→ **Exercise objective**
Show all lines from the records below in which the string "without" is present.

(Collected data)

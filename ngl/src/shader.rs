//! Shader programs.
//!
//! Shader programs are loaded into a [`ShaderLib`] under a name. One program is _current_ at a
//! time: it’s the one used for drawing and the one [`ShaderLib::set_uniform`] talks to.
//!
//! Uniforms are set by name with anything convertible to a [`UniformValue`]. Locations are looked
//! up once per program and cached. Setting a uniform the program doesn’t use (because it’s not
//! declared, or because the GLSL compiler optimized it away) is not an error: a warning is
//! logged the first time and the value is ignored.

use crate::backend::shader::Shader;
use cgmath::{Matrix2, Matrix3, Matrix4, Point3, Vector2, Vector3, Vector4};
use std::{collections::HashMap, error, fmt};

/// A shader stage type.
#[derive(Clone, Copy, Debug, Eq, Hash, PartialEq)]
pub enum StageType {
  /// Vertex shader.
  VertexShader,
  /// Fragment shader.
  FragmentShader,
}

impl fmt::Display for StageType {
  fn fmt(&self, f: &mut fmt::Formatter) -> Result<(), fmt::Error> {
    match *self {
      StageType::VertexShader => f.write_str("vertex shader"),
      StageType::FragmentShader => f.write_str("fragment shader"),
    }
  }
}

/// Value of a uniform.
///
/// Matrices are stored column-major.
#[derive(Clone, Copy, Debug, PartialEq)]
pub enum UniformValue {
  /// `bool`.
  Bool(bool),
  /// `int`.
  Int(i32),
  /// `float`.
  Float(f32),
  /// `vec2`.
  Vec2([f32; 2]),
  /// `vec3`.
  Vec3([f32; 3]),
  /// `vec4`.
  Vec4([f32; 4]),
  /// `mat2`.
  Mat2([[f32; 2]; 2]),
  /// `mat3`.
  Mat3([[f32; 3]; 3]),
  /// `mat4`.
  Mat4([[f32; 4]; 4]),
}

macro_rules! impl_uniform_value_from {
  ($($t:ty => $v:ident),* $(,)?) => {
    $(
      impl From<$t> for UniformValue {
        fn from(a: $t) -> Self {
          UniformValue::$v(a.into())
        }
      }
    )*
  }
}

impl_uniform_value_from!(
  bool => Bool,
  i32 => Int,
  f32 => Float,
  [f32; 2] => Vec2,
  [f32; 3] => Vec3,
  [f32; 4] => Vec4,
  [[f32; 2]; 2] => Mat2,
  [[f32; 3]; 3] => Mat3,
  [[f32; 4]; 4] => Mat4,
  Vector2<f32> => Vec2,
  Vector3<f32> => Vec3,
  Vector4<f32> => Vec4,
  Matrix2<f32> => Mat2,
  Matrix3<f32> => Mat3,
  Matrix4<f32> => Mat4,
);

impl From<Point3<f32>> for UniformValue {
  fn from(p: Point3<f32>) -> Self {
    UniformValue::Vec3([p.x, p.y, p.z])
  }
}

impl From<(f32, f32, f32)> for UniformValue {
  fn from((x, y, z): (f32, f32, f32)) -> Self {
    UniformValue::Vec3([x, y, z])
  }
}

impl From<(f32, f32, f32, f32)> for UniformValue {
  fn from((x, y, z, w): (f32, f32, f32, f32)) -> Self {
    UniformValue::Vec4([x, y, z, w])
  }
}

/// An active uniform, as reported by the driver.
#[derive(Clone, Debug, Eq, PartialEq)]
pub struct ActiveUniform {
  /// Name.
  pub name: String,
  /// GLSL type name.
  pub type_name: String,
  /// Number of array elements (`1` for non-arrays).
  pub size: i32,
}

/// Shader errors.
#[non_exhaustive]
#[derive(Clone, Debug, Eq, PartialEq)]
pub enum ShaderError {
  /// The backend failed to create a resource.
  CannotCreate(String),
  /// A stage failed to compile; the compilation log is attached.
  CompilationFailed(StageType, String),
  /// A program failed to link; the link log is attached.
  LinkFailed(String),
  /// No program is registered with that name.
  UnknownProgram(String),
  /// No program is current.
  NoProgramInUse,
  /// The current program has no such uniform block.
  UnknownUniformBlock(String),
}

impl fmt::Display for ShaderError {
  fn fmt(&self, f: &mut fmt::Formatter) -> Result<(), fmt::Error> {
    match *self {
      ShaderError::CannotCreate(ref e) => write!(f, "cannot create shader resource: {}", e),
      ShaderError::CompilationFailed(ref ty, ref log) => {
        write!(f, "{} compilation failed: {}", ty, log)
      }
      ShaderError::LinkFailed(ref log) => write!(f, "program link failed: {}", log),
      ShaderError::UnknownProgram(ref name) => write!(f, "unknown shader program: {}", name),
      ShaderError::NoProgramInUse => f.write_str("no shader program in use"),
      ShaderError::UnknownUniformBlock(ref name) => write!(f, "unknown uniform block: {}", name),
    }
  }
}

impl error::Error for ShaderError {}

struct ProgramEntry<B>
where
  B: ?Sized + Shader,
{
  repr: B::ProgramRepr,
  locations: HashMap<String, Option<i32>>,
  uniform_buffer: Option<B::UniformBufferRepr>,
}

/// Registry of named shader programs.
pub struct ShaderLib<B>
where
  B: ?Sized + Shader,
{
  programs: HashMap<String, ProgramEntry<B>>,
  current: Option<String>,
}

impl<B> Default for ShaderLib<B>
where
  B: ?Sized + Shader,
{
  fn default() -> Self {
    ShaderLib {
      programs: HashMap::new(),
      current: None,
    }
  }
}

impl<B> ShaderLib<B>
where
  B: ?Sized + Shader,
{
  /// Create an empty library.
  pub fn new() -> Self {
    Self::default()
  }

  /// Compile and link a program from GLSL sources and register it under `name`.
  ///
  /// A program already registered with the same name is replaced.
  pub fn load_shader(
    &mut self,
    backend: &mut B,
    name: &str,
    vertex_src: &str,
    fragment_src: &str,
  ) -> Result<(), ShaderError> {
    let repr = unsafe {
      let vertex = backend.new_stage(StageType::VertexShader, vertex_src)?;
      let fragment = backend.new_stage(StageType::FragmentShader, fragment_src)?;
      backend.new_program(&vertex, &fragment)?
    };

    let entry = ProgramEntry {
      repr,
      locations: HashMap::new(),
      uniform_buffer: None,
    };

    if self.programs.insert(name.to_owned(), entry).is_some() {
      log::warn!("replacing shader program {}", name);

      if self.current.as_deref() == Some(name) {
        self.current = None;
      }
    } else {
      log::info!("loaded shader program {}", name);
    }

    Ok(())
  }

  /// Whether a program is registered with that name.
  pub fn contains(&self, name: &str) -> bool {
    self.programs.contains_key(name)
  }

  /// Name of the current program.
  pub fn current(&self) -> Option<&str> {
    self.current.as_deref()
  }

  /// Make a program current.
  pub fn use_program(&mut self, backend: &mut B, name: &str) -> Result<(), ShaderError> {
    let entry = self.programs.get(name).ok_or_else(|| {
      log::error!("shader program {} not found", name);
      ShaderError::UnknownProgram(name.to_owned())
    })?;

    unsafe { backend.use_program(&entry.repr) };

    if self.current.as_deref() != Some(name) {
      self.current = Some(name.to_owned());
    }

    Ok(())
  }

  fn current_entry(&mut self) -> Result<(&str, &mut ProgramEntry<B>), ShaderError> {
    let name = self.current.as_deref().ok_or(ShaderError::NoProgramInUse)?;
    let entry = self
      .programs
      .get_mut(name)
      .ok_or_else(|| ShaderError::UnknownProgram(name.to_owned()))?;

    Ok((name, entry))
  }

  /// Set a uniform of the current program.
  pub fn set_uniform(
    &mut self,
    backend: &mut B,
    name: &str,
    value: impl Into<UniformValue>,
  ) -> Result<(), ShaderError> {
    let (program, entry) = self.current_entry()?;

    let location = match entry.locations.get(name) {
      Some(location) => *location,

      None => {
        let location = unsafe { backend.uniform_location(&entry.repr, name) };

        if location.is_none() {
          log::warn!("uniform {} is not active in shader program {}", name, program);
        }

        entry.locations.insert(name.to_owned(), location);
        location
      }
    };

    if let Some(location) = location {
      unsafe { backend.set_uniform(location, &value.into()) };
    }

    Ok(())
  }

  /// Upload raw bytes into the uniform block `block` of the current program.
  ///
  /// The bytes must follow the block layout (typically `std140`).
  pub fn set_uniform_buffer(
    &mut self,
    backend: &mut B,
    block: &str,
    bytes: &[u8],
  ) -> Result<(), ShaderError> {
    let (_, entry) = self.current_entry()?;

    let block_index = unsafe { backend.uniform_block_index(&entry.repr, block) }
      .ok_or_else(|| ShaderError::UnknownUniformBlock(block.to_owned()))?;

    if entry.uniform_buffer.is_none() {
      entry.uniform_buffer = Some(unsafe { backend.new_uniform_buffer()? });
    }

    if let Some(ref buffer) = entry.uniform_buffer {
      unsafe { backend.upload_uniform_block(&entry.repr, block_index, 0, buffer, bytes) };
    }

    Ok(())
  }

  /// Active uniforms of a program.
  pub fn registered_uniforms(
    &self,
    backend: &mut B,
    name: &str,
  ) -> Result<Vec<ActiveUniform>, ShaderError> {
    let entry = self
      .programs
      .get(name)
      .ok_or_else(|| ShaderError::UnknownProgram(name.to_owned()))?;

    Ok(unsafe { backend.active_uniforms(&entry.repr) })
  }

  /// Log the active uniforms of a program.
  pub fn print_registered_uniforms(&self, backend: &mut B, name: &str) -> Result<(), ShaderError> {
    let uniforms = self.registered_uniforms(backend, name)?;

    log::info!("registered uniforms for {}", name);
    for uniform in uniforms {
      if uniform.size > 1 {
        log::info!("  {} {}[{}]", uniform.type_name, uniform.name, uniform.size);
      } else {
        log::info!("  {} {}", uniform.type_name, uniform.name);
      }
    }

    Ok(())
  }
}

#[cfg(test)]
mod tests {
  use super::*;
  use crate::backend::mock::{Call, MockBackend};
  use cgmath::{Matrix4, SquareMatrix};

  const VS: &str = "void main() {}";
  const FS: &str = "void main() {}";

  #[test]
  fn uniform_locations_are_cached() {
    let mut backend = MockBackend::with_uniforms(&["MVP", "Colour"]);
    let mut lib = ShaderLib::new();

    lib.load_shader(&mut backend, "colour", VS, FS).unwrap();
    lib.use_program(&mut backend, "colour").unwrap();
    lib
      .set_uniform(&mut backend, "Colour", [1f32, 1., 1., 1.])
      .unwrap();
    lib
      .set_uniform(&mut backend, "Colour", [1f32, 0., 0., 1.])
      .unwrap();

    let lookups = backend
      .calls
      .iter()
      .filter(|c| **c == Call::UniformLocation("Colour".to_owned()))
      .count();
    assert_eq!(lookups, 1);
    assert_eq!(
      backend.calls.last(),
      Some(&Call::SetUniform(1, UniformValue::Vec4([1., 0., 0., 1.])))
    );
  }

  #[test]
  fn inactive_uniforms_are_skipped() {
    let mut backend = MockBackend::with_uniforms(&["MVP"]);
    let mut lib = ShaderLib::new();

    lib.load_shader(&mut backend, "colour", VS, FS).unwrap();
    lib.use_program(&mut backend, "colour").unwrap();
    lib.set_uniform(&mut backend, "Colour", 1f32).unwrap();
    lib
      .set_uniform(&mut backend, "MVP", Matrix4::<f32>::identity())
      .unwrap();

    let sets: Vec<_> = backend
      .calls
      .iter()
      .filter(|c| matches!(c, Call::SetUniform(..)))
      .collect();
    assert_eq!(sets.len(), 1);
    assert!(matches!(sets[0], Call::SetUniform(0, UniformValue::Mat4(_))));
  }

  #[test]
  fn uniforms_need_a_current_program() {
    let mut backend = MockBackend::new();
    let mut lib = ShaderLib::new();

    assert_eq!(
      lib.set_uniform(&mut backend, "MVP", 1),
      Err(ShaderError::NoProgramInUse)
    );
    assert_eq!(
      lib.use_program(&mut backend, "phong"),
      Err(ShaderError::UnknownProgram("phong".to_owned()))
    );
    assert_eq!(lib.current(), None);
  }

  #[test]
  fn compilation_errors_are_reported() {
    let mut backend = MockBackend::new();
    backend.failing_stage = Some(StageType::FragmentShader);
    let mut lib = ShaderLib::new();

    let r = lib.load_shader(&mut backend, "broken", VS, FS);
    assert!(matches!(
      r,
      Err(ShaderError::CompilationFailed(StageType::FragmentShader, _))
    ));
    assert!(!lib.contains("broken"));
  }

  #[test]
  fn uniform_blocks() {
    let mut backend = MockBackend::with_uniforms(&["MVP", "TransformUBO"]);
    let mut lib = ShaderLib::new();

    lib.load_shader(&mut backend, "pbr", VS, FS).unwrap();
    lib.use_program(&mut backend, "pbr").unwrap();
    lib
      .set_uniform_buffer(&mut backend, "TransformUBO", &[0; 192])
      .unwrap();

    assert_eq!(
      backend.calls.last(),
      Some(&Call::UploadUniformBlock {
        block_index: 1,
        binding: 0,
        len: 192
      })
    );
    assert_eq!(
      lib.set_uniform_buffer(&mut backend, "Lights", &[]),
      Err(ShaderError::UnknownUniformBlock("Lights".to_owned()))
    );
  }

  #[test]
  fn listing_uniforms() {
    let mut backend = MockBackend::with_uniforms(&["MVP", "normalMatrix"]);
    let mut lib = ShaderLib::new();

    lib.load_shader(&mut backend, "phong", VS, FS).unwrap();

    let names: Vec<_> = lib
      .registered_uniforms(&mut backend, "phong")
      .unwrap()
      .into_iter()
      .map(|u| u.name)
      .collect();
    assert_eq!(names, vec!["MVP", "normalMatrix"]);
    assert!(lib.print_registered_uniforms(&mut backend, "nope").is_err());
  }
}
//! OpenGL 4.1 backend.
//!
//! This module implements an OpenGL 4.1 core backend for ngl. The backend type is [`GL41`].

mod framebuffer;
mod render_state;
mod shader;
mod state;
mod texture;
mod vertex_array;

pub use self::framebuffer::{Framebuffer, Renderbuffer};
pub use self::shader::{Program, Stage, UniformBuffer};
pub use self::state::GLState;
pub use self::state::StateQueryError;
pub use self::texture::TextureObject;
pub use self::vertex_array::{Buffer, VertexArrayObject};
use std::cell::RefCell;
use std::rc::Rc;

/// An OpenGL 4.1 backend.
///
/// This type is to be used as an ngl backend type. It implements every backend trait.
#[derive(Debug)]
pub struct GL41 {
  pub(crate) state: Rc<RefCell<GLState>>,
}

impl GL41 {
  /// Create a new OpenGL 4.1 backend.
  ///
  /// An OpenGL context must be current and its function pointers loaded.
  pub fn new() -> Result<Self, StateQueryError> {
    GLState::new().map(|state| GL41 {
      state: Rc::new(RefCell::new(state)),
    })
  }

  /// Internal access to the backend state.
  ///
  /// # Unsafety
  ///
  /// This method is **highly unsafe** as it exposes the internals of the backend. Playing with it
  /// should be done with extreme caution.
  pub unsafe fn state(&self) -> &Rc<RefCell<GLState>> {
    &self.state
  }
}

---

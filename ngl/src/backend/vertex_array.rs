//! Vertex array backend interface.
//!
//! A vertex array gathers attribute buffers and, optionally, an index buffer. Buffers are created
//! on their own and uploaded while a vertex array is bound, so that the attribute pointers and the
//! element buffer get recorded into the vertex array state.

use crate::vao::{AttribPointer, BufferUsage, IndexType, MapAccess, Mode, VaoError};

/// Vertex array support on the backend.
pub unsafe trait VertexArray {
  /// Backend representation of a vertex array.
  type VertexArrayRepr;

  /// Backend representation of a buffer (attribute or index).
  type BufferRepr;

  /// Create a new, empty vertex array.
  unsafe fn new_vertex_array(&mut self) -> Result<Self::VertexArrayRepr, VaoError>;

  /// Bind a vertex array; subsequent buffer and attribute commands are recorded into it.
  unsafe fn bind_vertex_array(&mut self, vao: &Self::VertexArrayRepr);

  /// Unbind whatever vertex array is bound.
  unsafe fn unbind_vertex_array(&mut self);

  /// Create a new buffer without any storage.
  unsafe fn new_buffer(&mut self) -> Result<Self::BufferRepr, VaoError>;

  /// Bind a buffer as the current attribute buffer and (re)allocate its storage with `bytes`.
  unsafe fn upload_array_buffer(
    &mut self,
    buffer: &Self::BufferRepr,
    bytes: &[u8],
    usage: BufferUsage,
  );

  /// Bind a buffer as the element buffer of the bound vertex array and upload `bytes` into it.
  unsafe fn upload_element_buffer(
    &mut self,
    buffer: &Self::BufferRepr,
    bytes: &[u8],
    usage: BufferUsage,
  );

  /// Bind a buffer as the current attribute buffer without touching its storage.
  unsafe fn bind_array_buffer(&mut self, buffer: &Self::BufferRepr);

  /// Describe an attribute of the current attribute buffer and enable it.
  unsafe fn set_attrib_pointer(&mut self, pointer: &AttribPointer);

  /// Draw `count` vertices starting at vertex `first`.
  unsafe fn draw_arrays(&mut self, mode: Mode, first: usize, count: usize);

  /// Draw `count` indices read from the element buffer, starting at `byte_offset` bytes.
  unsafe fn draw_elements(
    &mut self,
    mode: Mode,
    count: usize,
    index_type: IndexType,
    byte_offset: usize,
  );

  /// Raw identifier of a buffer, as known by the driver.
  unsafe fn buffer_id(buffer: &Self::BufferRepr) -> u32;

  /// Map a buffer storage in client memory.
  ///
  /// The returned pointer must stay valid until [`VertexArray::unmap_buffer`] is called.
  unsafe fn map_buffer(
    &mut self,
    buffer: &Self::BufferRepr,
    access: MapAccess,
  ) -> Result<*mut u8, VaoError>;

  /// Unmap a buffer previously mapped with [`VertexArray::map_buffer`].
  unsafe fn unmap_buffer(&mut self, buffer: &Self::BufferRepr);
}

---

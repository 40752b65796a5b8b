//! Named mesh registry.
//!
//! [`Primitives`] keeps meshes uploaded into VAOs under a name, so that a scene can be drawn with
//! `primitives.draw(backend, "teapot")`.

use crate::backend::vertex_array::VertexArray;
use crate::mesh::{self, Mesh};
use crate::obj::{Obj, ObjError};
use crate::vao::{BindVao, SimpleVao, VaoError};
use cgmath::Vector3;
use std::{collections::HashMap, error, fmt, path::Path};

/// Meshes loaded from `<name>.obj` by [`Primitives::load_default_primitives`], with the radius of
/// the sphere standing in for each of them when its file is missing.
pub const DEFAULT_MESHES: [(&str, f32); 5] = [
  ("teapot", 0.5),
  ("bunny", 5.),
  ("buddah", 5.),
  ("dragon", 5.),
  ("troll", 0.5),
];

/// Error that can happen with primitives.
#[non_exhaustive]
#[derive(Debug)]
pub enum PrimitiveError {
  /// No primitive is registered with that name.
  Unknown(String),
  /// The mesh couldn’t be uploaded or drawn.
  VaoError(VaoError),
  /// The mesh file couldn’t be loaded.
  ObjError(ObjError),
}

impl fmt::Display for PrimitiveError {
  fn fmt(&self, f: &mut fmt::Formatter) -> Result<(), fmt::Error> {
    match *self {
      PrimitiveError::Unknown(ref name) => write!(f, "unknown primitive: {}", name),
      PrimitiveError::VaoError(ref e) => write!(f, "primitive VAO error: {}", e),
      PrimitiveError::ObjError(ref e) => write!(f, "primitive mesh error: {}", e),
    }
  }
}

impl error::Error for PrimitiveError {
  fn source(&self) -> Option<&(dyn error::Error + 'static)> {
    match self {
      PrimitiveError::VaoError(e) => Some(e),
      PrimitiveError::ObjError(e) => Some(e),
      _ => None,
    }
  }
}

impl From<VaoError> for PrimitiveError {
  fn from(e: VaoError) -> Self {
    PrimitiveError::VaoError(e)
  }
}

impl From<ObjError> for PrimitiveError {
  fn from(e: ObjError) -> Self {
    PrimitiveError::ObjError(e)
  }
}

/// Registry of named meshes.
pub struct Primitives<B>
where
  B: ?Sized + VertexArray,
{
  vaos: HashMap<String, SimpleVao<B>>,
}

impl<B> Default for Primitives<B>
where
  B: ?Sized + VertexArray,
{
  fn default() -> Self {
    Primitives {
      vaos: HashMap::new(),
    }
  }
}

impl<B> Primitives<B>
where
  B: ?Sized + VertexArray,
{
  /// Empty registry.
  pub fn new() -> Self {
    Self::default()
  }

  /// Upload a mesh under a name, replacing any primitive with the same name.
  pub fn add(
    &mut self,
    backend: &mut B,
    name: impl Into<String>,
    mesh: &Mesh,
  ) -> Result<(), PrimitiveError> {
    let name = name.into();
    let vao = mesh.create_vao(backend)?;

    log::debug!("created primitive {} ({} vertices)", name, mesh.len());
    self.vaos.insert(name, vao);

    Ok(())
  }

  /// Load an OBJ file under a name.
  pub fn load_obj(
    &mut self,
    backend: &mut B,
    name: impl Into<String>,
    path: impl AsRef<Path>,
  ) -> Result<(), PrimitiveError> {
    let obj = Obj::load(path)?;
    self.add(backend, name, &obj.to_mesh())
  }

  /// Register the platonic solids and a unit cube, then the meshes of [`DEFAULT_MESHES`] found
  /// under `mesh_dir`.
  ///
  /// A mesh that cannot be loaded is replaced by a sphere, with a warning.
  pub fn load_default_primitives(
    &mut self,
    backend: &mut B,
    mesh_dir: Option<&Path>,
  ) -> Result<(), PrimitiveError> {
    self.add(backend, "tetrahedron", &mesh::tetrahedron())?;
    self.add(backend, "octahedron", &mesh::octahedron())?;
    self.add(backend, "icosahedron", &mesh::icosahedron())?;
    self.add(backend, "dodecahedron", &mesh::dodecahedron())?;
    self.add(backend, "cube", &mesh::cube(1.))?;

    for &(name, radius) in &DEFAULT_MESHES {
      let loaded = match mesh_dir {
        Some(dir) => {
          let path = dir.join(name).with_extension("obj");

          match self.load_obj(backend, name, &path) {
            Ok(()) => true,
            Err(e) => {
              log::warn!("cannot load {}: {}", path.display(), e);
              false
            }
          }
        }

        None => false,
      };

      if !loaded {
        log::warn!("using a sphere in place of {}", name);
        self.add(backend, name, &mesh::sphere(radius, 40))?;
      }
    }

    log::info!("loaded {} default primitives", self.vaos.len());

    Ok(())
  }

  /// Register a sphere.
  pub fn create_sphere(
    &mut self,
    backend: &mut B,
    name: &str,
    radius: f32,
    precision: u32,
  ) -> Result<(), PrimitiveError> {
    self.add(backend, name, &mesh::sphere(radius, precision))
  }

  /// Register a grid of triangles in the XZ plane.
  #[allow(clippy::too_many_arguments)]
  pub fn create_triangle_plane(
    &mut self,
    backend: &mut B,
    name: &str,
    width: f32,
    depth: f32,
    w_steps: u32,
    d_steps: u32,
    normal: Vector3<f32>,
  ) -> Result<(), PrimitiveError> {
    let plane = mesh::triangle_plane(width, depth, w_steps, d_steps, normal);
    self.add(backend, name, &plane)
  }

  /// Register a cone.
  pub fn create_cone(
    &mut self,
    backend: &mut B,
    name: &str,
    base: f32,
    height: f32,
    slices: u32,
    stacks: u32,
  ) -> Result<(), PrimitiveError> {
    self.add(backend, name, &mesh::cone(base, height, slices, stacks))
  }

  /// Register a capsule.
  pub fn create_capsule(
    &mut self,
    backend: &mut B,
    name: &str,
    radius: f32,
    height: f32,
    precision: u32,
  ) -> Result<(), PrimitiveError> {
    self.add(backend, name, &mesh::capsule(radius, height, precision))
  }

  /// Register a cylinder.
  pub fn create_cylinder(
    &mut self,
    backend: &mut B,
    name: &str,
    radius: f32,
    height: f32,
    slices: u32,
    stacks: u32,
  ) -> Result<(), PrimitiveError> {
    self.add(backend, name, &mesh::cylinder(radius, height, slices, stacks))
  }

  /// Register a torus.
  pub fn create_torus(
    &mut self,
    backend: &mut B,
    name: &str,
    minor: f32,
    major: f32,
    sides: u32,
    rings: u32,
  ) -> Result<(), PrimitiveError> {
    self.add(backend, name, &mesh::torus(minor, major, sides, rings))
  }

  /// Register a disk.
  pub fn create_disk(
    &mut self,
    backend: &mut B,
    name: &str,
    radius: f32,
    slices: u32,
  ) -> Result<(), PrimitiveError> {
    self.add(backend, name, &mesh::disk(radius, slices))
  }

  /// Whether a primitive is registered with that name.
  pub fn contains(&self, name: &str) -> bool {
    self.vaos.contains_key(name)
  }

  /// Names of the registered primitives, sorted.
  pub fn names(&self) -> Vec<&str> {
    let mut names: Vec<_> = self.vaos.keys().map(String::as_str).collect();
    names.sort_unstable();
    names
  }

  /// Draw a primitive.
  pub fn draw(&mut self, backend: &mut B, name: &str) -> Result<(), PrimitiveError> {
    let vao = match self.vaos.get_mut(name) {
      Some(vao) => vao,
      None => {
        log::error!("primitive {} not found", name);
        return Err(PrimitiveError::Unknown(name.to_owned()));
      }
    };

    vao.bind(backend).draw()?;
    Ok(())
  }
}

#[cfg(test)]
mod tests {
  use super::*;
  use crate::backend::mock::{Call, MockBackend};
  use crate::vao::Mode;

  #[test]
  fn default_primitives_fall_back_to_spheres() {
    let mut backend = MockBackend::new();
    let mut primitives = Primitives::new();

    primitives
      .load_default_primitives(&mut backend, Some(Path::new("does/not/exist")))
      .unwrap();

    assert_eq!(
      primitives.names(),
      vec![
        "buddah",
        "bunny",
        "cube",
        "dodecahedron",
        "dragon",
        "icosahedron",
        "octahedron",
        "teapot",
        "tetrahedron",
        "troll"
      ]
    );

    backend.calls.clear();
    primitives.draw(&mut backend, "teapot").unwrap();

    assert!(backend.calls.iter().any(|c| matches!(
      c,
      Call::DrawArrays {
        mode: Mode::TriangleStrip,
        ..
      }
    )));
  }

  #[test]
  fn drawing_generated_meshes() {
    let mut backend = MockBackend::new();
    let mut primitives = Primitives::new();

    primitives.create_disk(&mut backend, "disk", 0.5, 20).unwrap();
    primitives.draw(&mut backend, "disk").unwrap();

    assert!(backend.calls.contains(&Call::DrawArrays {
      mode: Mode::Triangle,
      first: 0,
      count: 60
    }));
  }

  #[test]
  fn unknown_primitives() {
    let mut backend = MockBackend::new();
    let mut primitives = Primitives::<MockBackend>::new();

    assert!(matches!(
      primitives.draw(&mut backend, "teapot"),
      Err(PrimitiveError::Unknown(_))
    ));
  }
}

→ **Answer for the task**
  /// Create a new buffer without any storage.
  /// Bind a buffer as the current attribute buffer without touching its storage.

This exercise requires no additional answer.